*EXERCISE BRIEF*
Copy out each record below, exactly as given.

*** Block opens ***

//! Push-driven filter adapter: a [`Filter`] exposed as a [`Sink`].

use tracing::trace;

use crate::error::{StreamError, StreamResult};
use crate::filter::{Filter, FilterConfig, FilterStage, FilterState};
use crate::stream::{Sink, Transfer};

/// Writes through a filter into a downstream sink.
///
/// `write` accepts as much as fits in the input buffer, running the filter
/// and draining its output downstream for as long as that makes progress.
/// `close` ends the input and keeps flushing; it reports end-of-stream only
/// after the downstream sink has acknowledged its own close, at which point
/// the filter is finalized.
pub struct FilterSink<K, F> {
    sink: K,
    stage: FilterStage<F>,
}

impl<K: Sink, F: Filter> FilterSink<K, F> {
    /// Wraps `sink` with `filter`, sizing buffers from `config`.
    pub fn new(sink: K, filter: F, config: &FilterConfig) -> StreamResult<Self> {
        Ok(Self {
            sink,
            stage: FilterStage::new(filter, config)?,
        })
    }

    /// Wraps `sink` with default-sized buffers.
    pub fn with_defaults(sink: K, filter: F) -> StreamResult<Self> {
        Self::new(sink, filter, &FilterConfig::default())
    }

    /// The filter stage.
    pub fn stage(&self) -> &FilterStage<F> {
        &self.stage
    }

    /// The filter stage, mutably (for resizing).
    pub fn stage_mut(&mut self) -> &mut FilterStage<F> {
        &mut self.stage
    }

    /// The wrapped filter.
    pub fn filter(&self) -> &F {
        self.stage.filter()
    }

    /// Lifecycle state of the filter.
    pub fn state(&self) -> FilterState {
        self.stage.state()
    }

    /// The downstream sink.
    pub fn sink(&self) -> &K {
        &self.sink
    }

    /// The downstream sink, mutably.
    pub fn sink_mut(&mut self) -> &mut K {
        &mut self.sink
    }

    /// Splits into the downstream sink and the filter.
    pub fn into_parts(self) -> (K, F) {
        (self.sink, self.stage.into_filter())
    }

    /// Pushes buffered output downstream; returns the bytes accepted.
    fn drain(&mut self) -> StreamResult<usize> {
        let output = &mut self.stage.output;
        if output.is_empty() {
            return Ok(0);
        }
        match self.sink.write(output.head())? {
            Transfer::Bytes(n) => {
                output.consume(n);
                trace!(filter = self.stage.filter().name(), amount = n, "filter sink drain");
                Ok(n)
            }
            Transfer::EndOfStream => Err(StreamError::SinkClosed {
                pending: output.used(),
            }),
        }
    }

    /// Alternates process and drain until neither moves anything.
    fn pump(&mut self) -> StreamResult<()> {
        loop {
            let mut progress = false;
            if self.stage.can_process() {
                let before = (
                    self.stage.input.used(),
                    self.stage.output.used(),
                    self.stage.state(),
                );
                self.stage.process()?;
                let after = (
                    self.stage.input.used(),
                    self.stage.output.used(),
                    self.stage.state(),
                );
                progress = before != after;
            }
            if self.drain()? > 0 {
                progress = true;
            }
            if !progress {
                return Ok(());
            }
        }
    }
}

impl<K: Sink, F: Filter> Sink for FilterSink<K, F> {
    fn write(&mut self, src: &[u8]) -> StreamResult<Transfer> {
        let state = self.stage.state();
        if state == FilterState::Finalized {
            return Err(StreamError::SinkClosed { pending: src.len() });
        }
        if state.is_ended() {
            return Err(StreamError::FilterMisuse {
                name: self.stage.filter().name().to_string(),
                reason: "write after close",
            });
        }
        self.stage.start()?;
        self.pump()?;

        if self.stage.state().is_finished() {
            trace!(filter = self.stage.filter().name(), amount = src.len(), "filter finished, discarding write");
            return Ok(Transfer::Bytes(src.len()));
        }

        let input = &mut self.stage.input;
        let n = src.len().min(input.available());
        input.tail_mut()[..n].copy_from_slice(&src[..n]);
        input.advance(n);
        trace!(filter = self.stage.filter().name(), amount = n, requested = src.len(), "filter sink accept");

        self.pump()?;
        Ok(Transfer::Bytes(n))
    }

    fn close(&mut self) -> StreamResult<Transfer> {
        if self.stage.state() == FilterState::Finalized {
            return Ok(Transfer::EndOfStream);
        }
        self.stage.start()?;
        self.stage.mark_ended();
        self.pump()?;

        if !self.stage.state().is_finished() || !self.stage.output.is_empty() {
            return Ok(Transfer::WOULD_BLOCK);
        }
        match self.sink.close()? {
            Transfer::EndOfStream => {
                self.stage.discard_input();
                self.stage.finalize()?;
                Ok(Transfer::EndOfStream)
            }
            Transfer::Bytes(_) => Ok(Transfer::WOULD_BLOCK),
        }
    }
}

*** Block closes ***

*ANSWER BELOW*
//! Push-driven filter adapter: a [`Filter`] exposed as a [`Sink`].

use tracing::trace;

use crate::error::{StreamError, StreamResult};
use crate::filter::{Filter, FilterConfig, FilterStage, FilterState};
use crate::stream::{Sink, Transfer};

/// Writes through a filter into a downstream sink.
///
/// `write` accepts as much as fits in the input buffer, running the filter
/// and draining its output downstream for as long as that makes progress.
/// `close` ends the input and keeps flushing; it reports end-of-stream only
/// after the downstream sink has acknowledged its own close, at which point
/// the filter is finalized.
pub struct FilterSink<K, F> {
    sink: K,
    stage: FilterStage<F>,
}

impl<K: Sink, F: Filter> FilterSink<K, F> {
    /// Wraps `sink` with `filter`, sizing buffers from `config`.
    pub fn new(sink: K, filter: F, config: &FilterConfig) -> StreamResult<Self> {
        Ok(Self {
            sink,
            stage: FilterStage::new(filter, config)?,
        })
    }

    /// Wraps `sink` with default-sized buffers.
    pub fn with_defaults(sink: K, filter: F) -> StreamResult<Self> {
        Self::new(sink, filter, &FilterConfig::default())
    }

    /// The filter stage.
    pub fn stage(&self) -> &FilterStage<F> {
        &self.stage
    }

    /// The filter stage, mutably (for resizing).
    pub fn stage_mut(&mut self) -> &mut FilterStage<F> {
        &mut self.stage
    }

    /// The wrapped filter.
    pub fn filter(&self) -> &F {
        self.stage.filter()
    }

    /// Lifecycle state of the filter.
    pub fn state(&self) -> FilterState {
        self.stage.state()
    }

    /// The downstream sink.
    pub fn sink(&self) -> &K {
        &self.sink
    }

    /// The downstream sink, mutably.
    pub fn sink_mut(&mut self) -> &mut K {
        &mut self.sink
    }

    /// Splits into the downstream sink and the filter.
    pub fn into_parts(self) -> (K, F) {
        (self.sink, self.stage.into_filter())
    }

    /// Pushes buffered output downstream; returns the bytes accepted.
    fn drain(&mut self) -> StreamResult<usize> {
        let output = &mut self.stage.output;
        if output.is_empty() {
            return Ok(0);
        }
        match self.sink.write(output.head())? {
            Transfer::Bytes(n) => {
                output.consume(n);
                trace!(filter = self.stage.filter().name(), amount = n, "filter sink drain");
                Ok(n)
            }
            Transfer::EndOfStream => Err(StreamError::SinkClosed {
                pending: output.used(),
            }),
        }
    }

    /// Alternates process and drain until neither moves anything.
    fn pump(&mut self) -> StreamResult<()> {
        loop {
            let mut progress = false;
            if self.stage.can_process() {
                let before = (
                    self.stage.input.used(),
                    self.stage.output.used(),
                    self.stage.state(),
                );
                self.stage.process()?;
                let after = (
                    self.stage.input.used(),
                    self.stage.output.used(),
                    self.stage.state(),
                );
                progress = before != after;
            }
            if self.drain()? > 0 {
                progress = true;
            }
            if !progress {
                return Ok(());
            }
        }
    }
}

impl<K: Sink, F: Filter> Sink for FilterSink<K, F> {
    fn write(&mut self, src: &[u8]) -> StreamResult<Transfer> {
        let state = self.stage.state();
        if state == FilterState::Finalized {
            return Err(StreamError::SinkClosed { pending: src.len() });
        }
        if state.is_ended() {
            return Err(StreamError::FilterMisuse {
                name: self.stage.filter().name().to_string(),
                reason: "write after close",
            });
        }
        self.stage.start()?;
        self.pump()?;

        if self.stage.state().is_finished() {
            trace!(filter = self.stage.filter().name(), amount = src.len(), "filter finished, discarding write");
            return Ok(Transfer::Bytes(src.len()));
        }

        let input = &mut self.stage.input;
        let n = src.len().min(input.available());
        input.tail_mut()[..n].copy_from_slice(&src[..n]);
        input.advance(n);
        trace!(filter = self.stage.filter().name(), amount = n, requested = src.len(), "filter sink accept");

        self.pump()?;
        Ok(Transfer::Bytes(n))
    }

    fn close(&mut self) -> StreamResult<Transfer> {
        if self.stage.state() == FilterState::Finalized {
            return Ok(Transfer::EndOfStream);
        }
        self.stage.start()?;
        self.stage.mark_ended();
        self.pump()?;

        if !self.stage.state().is_finished() || !self.stage.output.is_empty() {
            return Ok(Transfer::WOULD_BLOCK);
        }
        match self.sink.close()? {
            Transfer::EndOfStream => {
                self.stage.discard_input();
                self.stage.finalize()?;
                Ok(Transfer::EndOfStream)
            }
            Transfer::Bytes(_) => Ok(Transfer::WOULD_BLOCK),
        }
    }
}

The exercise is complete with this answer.